Im Anschluss daran erfolgte im Jahr 2012 eine Umstrukturierung der Unternehmensgruppe, und zwar dergestalt, dass

  (1) eine unentgeltliche Anteilsübertragung von N auf M erfolgte
  (2) die E-GmbH einen Zwerganteil (0,1 %?) an die P-GmbH veräußerte
  (3) die E-GmbH auf die M-KG verschmolzen wurde (Abwärtsverschmelzung)
  (4) ein Formwechsel zu Buchwerten der M-KG in die M-GmbH erfolgte und
  (5) ein Formwechsel zu Buchwerten der T-KG in die T-GmbH erfolgte

Der gesamte Sachverhalt einschließlich Umstrukturierung lässt sich anhand der nachfolgenden Übersicht wie folgt darstellen:

Das Finanzamt akzeptierte die Einbringung des Grundstücks durch die T-KG in die E-KG zu Buchwerten nach § 6 Abs. 5 S. 3 Nr. 1 EStG. Durch den Formwechsel der T-KG in die T-GmbH sei es jedoch zu einem Sperrfristverstoß nach § 6 Abs. 5 S. 6 EStG gekommen, so dass rückwirkend auf den Zeitpunkt der Übertragung des Betriebsgrundstücks der Teilwert zu 100 % anzusetzen sei.

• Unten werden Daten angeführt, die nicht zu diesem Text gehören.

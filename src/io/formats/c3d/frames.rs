// SPDX-FileCopyrightText: 2026 ArcheBase
//
// SPDX-License-Identifier: MulanPSL-2.0

//! Frame record stream.
//!
//! Each frame record holds every point's `x, y, z, residual` followed by the
//! analog sub-samples for that frame, sample-major:
//!
//! ```text
//! point[0].x point[0].y point[0].z point[0].res ... point[n].res
//! analog[s0][c0] analog[s0][c1] ... analog[s1][c0] ...
//! ```
//!
//! Values are 32-bit floats when the header scale factor is negative and
//! 16-bit integers otherwise.

use std::io::{ErrorKind as IoErrorKind, Read};

use crate::core::Processor;
use crate::{CodecError, Result};

/// Storage layout of one frame record, fixed before reading starts.
#[derive(Debug, Clone, PartialEq)]
pub struct FrameLayout {
    /// Points per frame
    pub point_count: usize,
    /// Analog channels per sub-sample
    pub analog_channels: usize,
    /// Analog sub-samples per frame
    pub analog_per_frame: usize,
    /// Whether values are stored as floats
    pub is_float: bool,
    /// Multiplier applied to integer point coordinates
    pub point_scale: f64,
    /// Whether integer analog samples are unsigned
    pub analog_unsigned: bool,
    /// Per-channel multiplier (channel scale × general scale)
    pub analog_scale: Vec<f64>,
    /// Per-channel zero offset subtracted before scaling
    pub analog_offset: Vec<f64>,
}

impl FrameLayout {
    /// Bytes per stored value.
    #[inline]
    pub fn word_size(&self) -> usize {
        if self.is_float {
            4
        } else {
            2
        }
    }

    /// Bytes per frame record.
    pub fn frame_size(&self) -> usize {
        (self.point_count * 4 + self.analog_channels * self.analog_per_frame) * self.word_size()
    }
}

/// One decoded frame record.
#[derive(Debug, Clone, PartialEq)]
pub struct Frame {
    /// Frame number as stored in the file
    pub number: u32,
    /// Point coordinates, `x, y, z` per point
    pub points: Vec<f64>,
    /// Analog samples in engineering units, sub-sample major
    pub analog: Vec<f64>,
}

impl Frame {
    /// Number of analog sub-samples carried by this frame.
    pub fn analog_samples(&self, channels: usize) -> usize {
        if channels == 0 {
            0
        } else {
            self.analog.len() / channels
        }
    }
}

/// Forward-only iterator over frame records.
///
/// Yields frames numbered `first..=last`. A short read ends iteration
/// with a [`CodecError::StructuralRead`] for the frame being read.
pub struct FrameReader<R> {
    reader: R,
    processor: Processor,
    layout: FrameLayout,
    next: u32,
    last: u32,
    buf: Vec<u8>,
    done: bool,
}

impl<R: Read> FrameReader<R> {
    /// Create a reader positioned at the first frame record.
    pub fn new(reader: R, processor: Processor, layout: FrameLayout, first: u32, last: u32) -> Self {
        let buf = vec![0u8; layout.frame_size()];
        Self {
            reader,
            processor,
            layout,
            next: first,
            last,
            buf,
            done: false,
        }
    }

    fn read_frame(&mut self, number: u32) -> Result<Frame> {
        let frame_size = self.buf.len();
        self.reader.read_exact(&mut self.buf).map_err(|e| {
            if e.kind() == IoErrorKind::UnexpectedEof {
                CodecError::structural(
                    number,
                    format!("frame stream truncated, expected {frame_size} bytes per frame"),
                )
            } else {
                CodecError::structural(number, format!("failed to read frame: {e}"))
            }
        })?;

        let layout = &self.layout;
        let word = layout.word_size();
        let value = |index: usize| -> f64 {
            let bytes = &self.buf[index * word..(index + 1) * word];
            if layout.is_float {
                self.processor.f32_from(bytes) as f64
            } else if layout.analog_unsigned && index >= layout.point_count * 4 {
                self.processor.u16_from(bytes) as f64
            } else {
                self.processor.i16_from(bytes) as f64
            }
        };

        let mut points = Vec::with_capacity(layout.point_count * 3);
        for p in 0..layout.point_count {
            for axis in 0..3 {
                let raw = value(p * 4 + axis);
                points.push(if layout.is_float {
                    raw
                } else {
                    raw * layout.point_scale
                });
            }
        }

        let analog_start = layout.point_count * 4;
        let channels = layout.analog_channels;
        let mut analog = Vec::with_capacity(channels * layout.analog_per_frame);
        for s in 0..layout.analog_per_frame {
            for c in 0..channels {
                let raw = value(analog_start + s * channels + c);
                let offset = layout.analog_offset.get(c).copied().unwrap_or(0.0);
                let scale = layout.analog_scale.get(c).copied().unwrap_or(1.0);
                analog.push((raw - offset) * scale);
            }
        }

        Ok(Frame {
            number,
            points,
            analog,
        })
    }
}

impl<R: Read> Iterator for FrameReader<R> {
    type Item = Result<Frame>;

    fn next(&mut self) -> Option<Self::Item> {
        if self.done || self.next > self.last {
            return None;
        }
        let number = self.next;
        match self.next.checked_add(1) {
            Some(next) => self.next = next,
            None => self.done = true,
        }
        let result = self.read_frame(number);
        if result.is_err() {
            self.done = true;
        }
        Some(result)
    }

    fn size_hint(&self) -> (usize, Option<usize>) {
        let remaining = if self.done || self.next > self.last {
            0
        } else {
            (self.last - self.next) as usize + 1
        };
        (0, Some(remaining))
    }
}
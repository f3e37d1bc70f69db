// SPDX-FileCopyrightText: 2026 ArcheBase
//
// SPDX-License-Identifier: MulanPSL-2.0

//! I/O layer for capture files.
//!
//! This module provides the container-level readers that the decode
//! pipeline is built on.

pub mod detection;
pub mod formats;

// Re-exports
pub use detection::{detect_format, is_c3d_file, FileFormat};
pub use formats::c3d::{C3dHeader, C3dReader, Frame, FrameLayout, FrameReader, ParameterSection};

[7] Vgl. BFH v. 15.7.2021 – IV R 36/18, GmbHR 2022, 158 = GmbH-StB 2022, 4 (Sobisch).

b) Entscheidung des BFH

Im Kern lässt sich die Entscheidung des BFH wie folgt zusammenfassen:

Kein Sperrfristverstoß nach § 6 Abs. 5 S. 5 EStG: Durch die Übertragung des Betriebsgrundstücks von der T-KG auf die E-KG nach § 6 Abs. 5 S. 3 Nr. 1 EStG kommt es nach zutreffender Ansicht des BFH nicht zu einem Sperrfristverstoß nach Satz 5. Der BFH begründet das damit, dass es durch die Übertragung nach Satz 3 nicht zu einer steuerneutralen Übertragung von stillen Reserven aus dem Einkommen- in das Körperschaftsteuerregime kommt. Entscheidend für den BFH war, dass sich die vermögensmäßige Beteiligung von Körperschaftsteuersubjekten an dem Betriebsgrundstück nicht verändert hatte. D.h., obwohl die Z-GmbH als Komplementärin Mitunternehmerin der E-KG war, sie aber nicht am Vermögen der E-KG beteiligt war, ist es auch nicht zu einer schädlichen Übertragung gekommen. Das gleiche gilt für die Beteiligung der E-GmbH. Diese war vor der Übertragung mittelbar am Betriebsgrundstück der T-KG und nach der Übertragung mittelbar am Betriebsgrundstück der E-KG beteiligt. Auch hier fehlt es an einer schädlichen Übertragung; es kommt lediglich zu einer Veränderung der Beteiligungskette. Beachten Sie: Entscheidend war, dass sich die (mittelbare) vermögensmäßige Beteiligung der Mitunternehmer der M-KG an dem Betriebsgrundstück durch die Übertragung nicht verändert hat.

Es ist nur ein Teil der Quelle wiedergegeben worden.